-- INSTRUCTIONS TO FOLLOW --
Reproduce the data in its entirety, exactly as supplied.

Saved data entries:
=== Section Start ===

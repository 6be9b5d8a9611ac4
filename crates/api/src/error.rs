use axum::http::StatusCode;
use axum::response::{IntoResponse, Response};
use projboard_core::error::CoreError;
use serde_json::json;

/// Application-level error type for HTTP handlers.
///
/// Wraps [`CoreError`] for domain errors and adds HTTP-specific variants.
/// Implements [`IntoResponse`] to produce consistent JSON error responses.
#[derive(Debug, thiserror::Error)]
pub enum AppError {
    /// A domain-level error from `projboard_core`.
    #[error(transparent)]
    Core(#[from] CoreError),

    /// A database error from sqlx.
    #[error("Database error: {0}")]
    Database(#[from] sqlx::Error),

    /// A bad request with a human-readable message.
    #[error("Bad request: {0}")]
    BadRequest(String),
}

/// Convenience type alias for handler return values.
pub type AppResult<T> = Result<T, AppError>;

impl IntoResponse for AppError {
    fn into_response(self) -> Response {
        let (status, code, message, violations) = match &self {
            // --- CoreError variants ---
            AppError::Core(core) => match core {
                CoreError::NotFound { entity, key } => (
                    StatusCode::NOT_FOUND,
                    "NOT_FOUND",
                    format!("{entity} with key {key} not found"),
                    None,
                ),
                CoreError::Validation(list) => (
                    StatusCode::BAD_REQUEST,
                    "VALIDATION_ERROR",
                    "Validation failed".to_string(),
                    Some(list.clone()),
                ),
                CoreError::Conflict(msg) => {
                    (StatusCode::CONFLICT, "CONFLICT", msg.clone(), None)
                }
                CoreError::Unauthorized(msg) => {
                    (StatusCode::UNAUTHORIZED, "UNAUTHORIZED", msg.clone(), None)
                }
                CoreError::Forbidden(msg) => {
                    (StatusCode::FORBIDDEN, "FORBIDDEN", msg.clone(), None)
                }
                CoreError::Internal(msg) => {
                    tracing::error!(error = %msg, "Internal core error");
                    (
                        StatusCode::INTERNAL_SERVER_ERROR,
                        "INTERNAL_ERROR",
                        "An internal error occurred".to_string(),
                        None,
                    )
                }
            },

            // --- Database errors ---
            AppError::Database(err) => {
                let (status, code, message) = classify_sqlx_error(err);
                (status, code, message, None)
            }

            // --- HTTP-specific errors ---
            AppError::BadRequest(msg) => {
                (StatusCode::BAD_REQUEST, "BAD_REQUEST", msg.clone(), None)
            }
        };

        let body = match violations {
            Some(list) => json!({
                "error": message,
                "code": code,
                "violations": list,
            }),
            None => json!({
                "error": message,
                "code": code,
            }),
        };

        (status, axum::Json(body)).into_response()
    }
}

/// Classify a sqlx error into an HTTP status, error code, and message.
///
/// - `RowNotFound` maps to 404.
/// - Unique constraint violations (constraint name starting with `uq_`) map
///   to 409: the validator's check-then-act pre-check lost the race and the
///   constraint was the authoritative guard.
/// - Everything else maps to 500 with a sanitized message.
fn classify_sqlx_error(err: &sqlx::Error) -> (StatusCode, &'static str, String) {
    match err {
        sqlx::Error::RowNotFound => (
            StatusCode::NOT_FOUND,
            "NOT_FOUND",
            "Resource not found".to_string(),
        ),
        sqlx::Error::Database(db_err) => {
            // PostgreSQL unique constraint violation: error code 23505
            if db_err.code().as_deref() == Some("23505") {
                let constraint = db_err.constraint().unwrap_or("unknown");
                if constraint.starts_with("uq_") {
                    return (
                        StatusCode::CONFLICT,
                        "CONFLICT",
                        format!("Duplicate value violates unique constraint: {constraint}"),
                    );
                }
            }
            tracing::error!(error = %db_err, "Database error");
            (
                StatusCode::INTERNAL_SERVER_ERROR,
                "INTERNAL_ERROR",
                "An internal error occurred".to_string(),
            )
        }
        other => {
            tracing::error!(error = %other, "Database error");
            (
                StatusCode::INTERNAL_SERVER_ERROR,
                "INTERNAL_ERROR",
                "An internal error occurred".to_string(),
            )
        }
    }
}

=== Section End ===

-- YOUR SOLUTION --
repository 6be9b5d8a9611ac4
filename crates/api/src/error.rs
use axum::http::StatusCode;
use axum::response::{IntoResponse, Response};
use projboard_core::error::CoreError;
use serde_json::json;

/// Application-level error type for HTTP handlers.
///
/// Wraps [`CoreError`] for domain errors and adds HTTP-specific variants.
/// Implements [`IntoResponse`] to produce consistent JSON error responses.
#[derive(Debug, thiserror::Error)]
pub enum AppError {
    /// A domain-level error from `projboard_core`.
    #[error(transparent)]
    Core(#[from] CoreError),

    /// A database error from sqlx.
    #[error("Database error: {0}")]
    Database(#[from] sqlx::Error),

    /// A bad request with a human-readable message.
    #[error("Bad request: {0}")]
    BadRequest(String),
}

/// Convenience type alias for handler return values.
pub type AppResult<T> = Result<T, AppError>;

impl IntoResponse for AppError {
    fn into_response(self) -> Response {
        let (status, code, message, violations) = match &self {
            // --- CoreError variants ---
            AppError::Core(core) => match core {
                CoreError::NotFound { entity, key } => (
                    StatusCode::NOT_FOUND,
                    "NOT_FOUND",
                    format!("{entity} with key {key} not found"),
                    None,
                ),
                CoreError::Validation(list) => (
                    StatusCode::BAD_REQUEST,
                    "VALIDATION_ERROR",
                    "Validation failed".to_string(),
                    Some(list.clone()),
                ),
                CoreError::Conflict(msg) => {
                    (StatusCode::CONFLICT, "CONFLICT", msg.clone(), None)
                }
                CoreError::Unauthorized(msg) => {
                    (StatusCode::UNAUTHORIZED, "UNAUTHORIZED", msg.clone(), None)
                }
                CoreError::Forbidden(msg) => {
                    (StatusCode::FORBIDDEN, "FORBIDDEN", msg.clone(), None)
                }
                CoreError::Internal(msg) => {
                    tracing::error!(error = %msg, "Internal core error");
                    (
                        StatusCode::INTERNAL_SERVER_ERROR,
                        "INTERNAL_ERROR",
                        "An internal error occurred".to_string(),
                        None,
                    )
                }
            },

            // --- Database errors ---
            AppError::Database(err) => {
                let (status, code, message) = classify_sqlx_error(err);
                (status, code, message, None)
            }

            // --- HTTP-specific errors ---
            AppError::BadRequest(msg) => {
                (StatusCode::BAD_REQUEST, "BAD_REQUEST", msg.clone(), None)
            }
        };

        let body = match violations {
            Some(list) => json!({
                "error": message,
                "code": code,
                "violations": list,
            }),
            None => json!({
                "error": message,
                "code": code,
            }),
        };

        (status, axum::Json(body)).into_response()
    }
}

/// Classify a sqlx error into an HTTP status, error code, and message.
///
/// - `RowNotFound` maps to 404.
/// - Unique constraint violations (constraint name starting with `uq_`) map
///   to 409: the validator's check-then-act pre-check lost the race and the
///   constraint was the authoritative guard.
/// - Everything else maps to 500 with a sanitized message.
fn classify_sqlx_error(err: &sqlx::Error) -> (StatusCode, &'static str, String) {
    match err {
        sqlx::Error::RowNotFound => (
            StatusCode::NOT_FOUND,
            "NOT_FOUND",
            "Resource not found".to_string(),
        ),
        sqlx::Error::Database(db_err) => {
            // PostgreSQL unique constraint violation: error code 23505
            if db_err.code().as_deref() == Some("23505") {
                let constraint = db_err.constraint().unwrap_or("unknown");
                if constraint.starts_with("uq_") {
                    return (
                        StatusCode::CONFLICT,
                        "CONFLICT",
                        format!("Duplicate value violates unique constraint: {constraint}"),
                    );
                }
            }
            tracing::error!(error = %db_err, "Database error");
            (
                StatusCode::INTERNAL_SERVER_ERROR,
                "INTERNAL_ERROR",
                "An internal error occurred".to_string(),
            )
        }
        other => {
            tracing::error!(error = %other, "Database error");
            (
                StatusCode::INTERNAL_SERVER_ERROR,
                "INTERNAL_ERROR",
                "An internal error occurred".to_string(),
            )
        }
    }
}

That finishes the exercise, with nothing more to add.